AI outperforms experts
The researchers have developed and validated neural network models capable of differentiating between benign and malignant ovarian lesions, having trained and tested the AI on more than 17,000 ultrasound images of 3,652 patients in 20 hospitals in eight countries. They then compared the diagnostic ability of the models with that of a large group of experts and less experienced ultrasound examiners.
The results showed that the AI models outperformed expert and non-expert examiners in identifying ovarian cancer, achieving an accuracy rate of 86.3 percent, compared to 82.6 percent and 77.7 percent. percent of expert and non-expert examiners, respectively.
“This suggests that neural network models may offer valuable support in the diagnosis of ovarian cancer, especially in difficult-to-diagnose cases and in settings where there is a shortage of ultrasound experts,” says Professor Epstein.
Reduce the need for expert referrals
AI models can also reduce the need for expert referrals. In a simulated triage situation, AI support reduced the number of referrals by 63 percent and the misdiagnosis rate by 18 percent. This may lead to faster, more cost-effective care for patients with ovarian injuries.
Despite the promising results, the researchers stress that more studies are needed before fully understanding the full potential of neural network models and their clinical limitations.
“With continued research and development, AI-based tools can be an integral part of tomorrow’s healthcare, freeing up experts and optimizing hospital resources, but we must ensure they can adapt to different clinical settings and patient groups. patients,” says Filip Christiansen. , PhD student in Professor Epstein’s research group at Karolinska Institutet and joint first author with Emir Konuk at KTH Royal Institute of Technology.

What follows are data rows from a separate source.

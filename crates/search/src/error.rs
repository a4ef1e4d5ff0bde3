use thiserror::Error;

pub type Result<T> = std::result::Result<T, SearchError>;

#[derive(Error, Debug)]
pub enum SearchError {
    #[error("Memory search failed: {0}")]
    Memory(String),

    #[error("Vector search failed: {0}")]
    Vector(String),

    #[error("Web search failed: {0}")]
    Web(String),

    #[error("Vector store error: {0}")]
    VectorStore(#[from] vana_vector_store::VectorStoreError),

    #[error("Invalid configuration: {0}")]
    Config(String),
}
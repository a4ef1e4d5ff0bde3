use crate::framework::CoordinationTestResult;
use serde::{Deserialize, Serialize};
use std::collections::BTreeMap;

/// Advisory success-rate target. Reported against, never enforced.
pub const TARGET_SUCCESS_RATE: f64 = 0.90;
/// Advisory average latency target, in seconds.
pub const TARGET_AVERAGE_RESPONSE_SECS: f64 = 5.0;

const UNKNOWN_ERROR: &str = "Unknown";

#[derive(Debug, Clone, PartialEq, Default, Serialize, Deserialize)]
pub struct CoordinationMetrics {
    pub total_tests: usize,
    pub successful_tests: usize,
    pub failed_tests: usize,
    pub success_rate: f64,
    pub average_response_time: f64,
    pub fastest_response_time: f64,
    pub slowest_response_time: f64,
    pub p50_response_time: f64,
    pub p95_response_time: f64,
    /// Failed results grouped by the text before the first `:` of their error message.
    pub error_breakdown: BTreeMap<String, usize>,
}

impl CoordinationMetrics {
    pub fn meets_success_target(&self) -> bool {
        self.success_rate >= TARGET_SUCCESS_RATE
    }

    pub fn meets_latency_target(&self) -> bool {
        self.average_response_time <= TARGET_AVERAGE_RESPONSE_SECS
    }
}

pub fn calculate_metrics(results: &[CoordinationTestResult]) -> CoordinationMetrics {
    if results.is_empty() {
        return CoordinationMetrics::default();
    }

    let total_tests = results.len();
    let successful_tests = results.iter().filter(|r| r.success).count();

    let mut times: Vec<f64> = results.iter().map(|r| r.execution_time).collect();
    times.sort_by(f64::total_cmp);

    let mut error_breakdown = BTreeMap::new();
    for result in results.iter().filter(|r| !r.success) {
        *error_breakdown
            .entry(error_class(result.error_message.as_deref()))
            .or_insert(0) += 1;
    }

    CoordinationMetrics {
        total_tests,
        successful_tests,
        failed_tests: total_tests - successful_tests,
        success_rate: successful_tests as f64 / total_tests as f64,
        average_response_time: times.iter().sum::<f64>() / total_tests as f64,
        fastest_response_time: times[0],
        slowest_response_time: times[total_tests - 1],
        p50_response_time: percentile(&times, 0.50),
        p95_response_time: percentile(&times, 0.95),
        error_breakdown,
    }
}

fn error_class(message: Option<&str>) -> String {
    message
        .and_then(|m| m.split(':').next())
        .map(str::trim)
        .filter(|class| !class.is_empty())
        .unwrap_or(UNKNOWN_ERROR)
        .to_string()
}

/// Nearest-rank percentile over ascending `sorted`.
fn percentile(sorted: &[f64], pct: f64) -> f64 {
    if sorted.is_empty() {
        return 0.0;
    }
    let n = sorted.len();
    let rank = ((pct.clamp(0.0, 1.0) * n as f64).ceil() as usize)
        .saturating_sub(1)
        .min(n - 1);
    sorted[rank]
}

#[cfg(test)]
mod tests {
    use super::*;
    use pretty_assertions::assert_eq;
    use proptest::prelude::*;

    fn result(success: bool, time: f64, error: Option<&str>) -> CoordinationTestResult {
        CoordinationTestResult {
            test_name: "t".to_string(),
            success,
            execution_time: time,
            error_message: error.map(str::to_string),
            agent_used: None,
            response_data: None,
        }
    }

    #[test]
    fn empty_results_yield_zeroed_metrics() {
        let metrics = calculate_metrics(&[]);
        assert_eq!(metrics, CoordinationMetrics::default());
        assert!(!metrics.meets_success_target());
    }

    #[test]
    fn aggregates_rates_and_latencies() {
        let metrics = calculate_metrics(&[
            result(true, 1.0, None),
            result(true, 3.0, None),
            result(false, 2.0, Some("TimeoutError: agent stalled")),
            result(false, 6.0, Some("TimeoutError: again")),
        ]);
        assert_eq!(metrics.total_tests, 4);
        assert_eq!(metrics.successful_tests, 2);
        assert_eq!(metrics.failed_tests, 2);
        assert_eq!(metrics.success_rate, 0.5);
        assert_eq!(metrics.average_response_time, 3.0);
        assert_eq!(metrics.fastest_response_time, 1.0);
        assert_eq!(metrics.slowest_response_time, 6.0);
        assert_eq!(metrics.p50_response_time, 2.0);
        assert_eq!(metrics.p95_response_time, 6.0);
        assert_eq!(
            metrics.error_breakdown,
            BTreeMap::from([("TimeoutError".to_string(), 2)])
        );
    }

    #[test]
    fn error_classes_fall_back_to_unknown() {
        assert_eq!(error_class(None), "Unknown");
        assert_eq!(error_class(Some(": leading colon")), "Unknown");
        assert_eq!(error_class(Some("Unsuccessful response")), "Unsuccessful response");
        assert_eq!(error_class(Some("Panic: index out of bounds")), "Panic");
    }

    #[test]
    fn percentile_uses_nearest_rank() {
        let values = [10.0, 20.0, 30.0, 40.0, 50.0];
        assert_eq!(percentile(&values, 0.50), 30.0);
        assert_eq!(percentile(&values, 0.95), 50.0);
        assert_eq!(percentile(&[], 0.5), 0.0);
    }

    #[test]
    fn targets_are_inclusive() {
        let metrics = CoordinationMetrics {
            success_rate: 0.9,
            average_response_time: 5.0,
            ..CoordinationMetrics::default()
        };
        assert!(metrics.meets_success_target());
        assert!(metrics.meets_latency_target());
    }

    proptest! {
        #[test]
        fn proptest_metrics_match_inputs(
            entries in prop::collection::vec((any::<bool>(), 0u32..10_000u32), 1..60)
        ) {
            let results: Vec<_> = entries
                .iter()
                .map(|(ok, ms)| {
                    let error = (!ok).then_some("Boom: failed");
                    result(*ok, f64::from(*ms) / 1000.0, error)
                })
                .collect();
            let metrics = calculate_metrics(&results);

            let successes = entries.iter().filter(|(ok, _)| *ok).count();
            let mean = results.iter().map(|r| r.execution_time).sum::<f64>() / results.len() as f64;

            prop_assert_eq!(metrics.success_rate, successes as f64 / results.len() as f64);
            prop_assert!((metrics.average_response_time - mean).abs() < 1e-9);
            prop_assert_eq!(
                metrics.error_breakdown.values().sum::<usize>(),
                metrics.failed_tests
            );
            prop_assert!(metrics.fastest_response_time <= metrics.p50_response_time);
            prop_assert!(metrics.p95_response_time <= metrics.slowest_response_time);
        }
    }
}
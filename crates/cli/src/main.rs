use anyhow::Result;
use clap::{Args, Parser, Subcommand};
use command::bench::{BenchOptions, ReportFormat};
use config::AppConfig;
use std::path::PathBuf;

mod command;
mod config;
mod web;

#[derive(Parser)]
#[command(name = "vana")]
#[command(about = "Tiered memory/vector/web search coordination", long_about = None)]
#[command(version)]
struct Cli {
    #[command(subcommand)]
    command: Commands,

    /// Configuration file (default: $VANA_CONFIG, then ./vana.toml)
    #[arg(short, long, global = true)]
    config: Option<PathBuf>,

    /// Enable verbose logging
    #[arg(short, long, global = true, conflicts_with = "quiet")]
    verbose: bool,

    /// Quiet mode: log only warnings/errors (stdout is reserved for JSON)
    #[arg(short, long, global = true)]
    quiet: bool,
}

#[derive(Subcommand)]
enum Commands {
    /// Classify a query and print the routing decision
    Classify(ClassifyArgs),

    /// Run a coordinated search and print the JSON response
    Search(SearchArgs),

    /// Benchmark coordinated search and print a coordination report
    Bench(BenchArgs),

    /// Print the JSON schema of the search response
    Schema,
}

#[derive(Args)]
struct ClassifyArgs {
    /// Query text
    query: String,
}

#[derive(Args)]
struct SearchArgs {
    /// Query text
    query: String,

    /// Results requested from each tier (default: search.default_max_results)
    #[arg(long, short = 'n')]
    max_results: Option<usize>,

    /// Skip memory and vector and search the web directly
    #[arg(long)]
    force_web: bool,
}

#[derive(Args)]
struct BenchArgs {
    /// Dataset JSON (default: built-in queries)
    #[arg(long)]
    dataset: Option<PathBuf>,

    /// Repeat the dataset this many times (default: bench.iterations)
    #[arg(long)]
    iterations: Option<usize>,

    /// Tests launched per concurrent batch (default: bench.concurrency)
    #[arg(long)]
    concurrency: Option<usize>,

    /// Report format
    #[arg(long, value_enum, default_value_t = ReportFormat::Json)]
    format: ReportFormat,

    /// Write the report to a file instead of stdout
    #[arg(long)]
    out: Option<PathBuf>,
}

#[tokio::main]
async fn main() -> Result<()> {
    let cli = Cli::parse();

    let mut builder =
        env_logger::Builder::from_env(env_logger::Env::default().default_filter_or("info"));
    if cli.quiet {
        builder.filter_level(log::LevelFilter::Warn);
    } else if cli.verbose {
        builder.filter_level(log::LevelFilter::Debug);
    }
    builder.target(env_logger::Target::Stderr).init();

    match cli.command {
        Commands::Classify(args) => command::search::run_classify(&args.query)?,
        Commands::Schema => command::search::run_schema()?,
        Commands::Search(args) => {
            let config = AppConfig::load(cli.config.as_deref())?;
            command::search::run_search(&config, &args.query, args.max_results, args.force_web)
                .await?;
        }
        Commands::Bench(args) => {
            let config = AppConfig::load(cli.config.as_deref())?;
            let opts = BenchOptions {
                dataset: args.dataset,
                iterations: args.iterations,
                concurrency: args.concurrency,
                format: args.format,
                out: args.out,
            };
            command::bench::run_bench(&config, opts).await?;
        }
    }

    Ok(())
}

AI Support Security Assessment
Researchers are now conducting prospective clinical studies at Södersjukhuset to evaluate the daily clinical safety and utility of the AI tool. Future research will also include a multicenter randomized study to examine its effect on patient treatment and healthcare costs.
The study was carried out in close collaboration with researchers at the KTH Royal Institute of Technology and was funded by grants from the Swedish Research Council, the Swedish Cancer Society, the Stockholm Regional Council, the Radiumhemmet and Wallenberg Cancer Research Funds. AI, Autonomous Systems. and Software Program (WASP).
Elisabeth Epstein, Filip Christiansen and three co-authors applied for a patent through the company Intelligyn for computer-aided diagnostic methods. Elisabeth Epstein, Filip Christiansen and Kevin Smith, a researcher at the KTH Royal Institute of Technology, also own shares in Intelligyn, of which Professor Epstein is a non-salaried manager.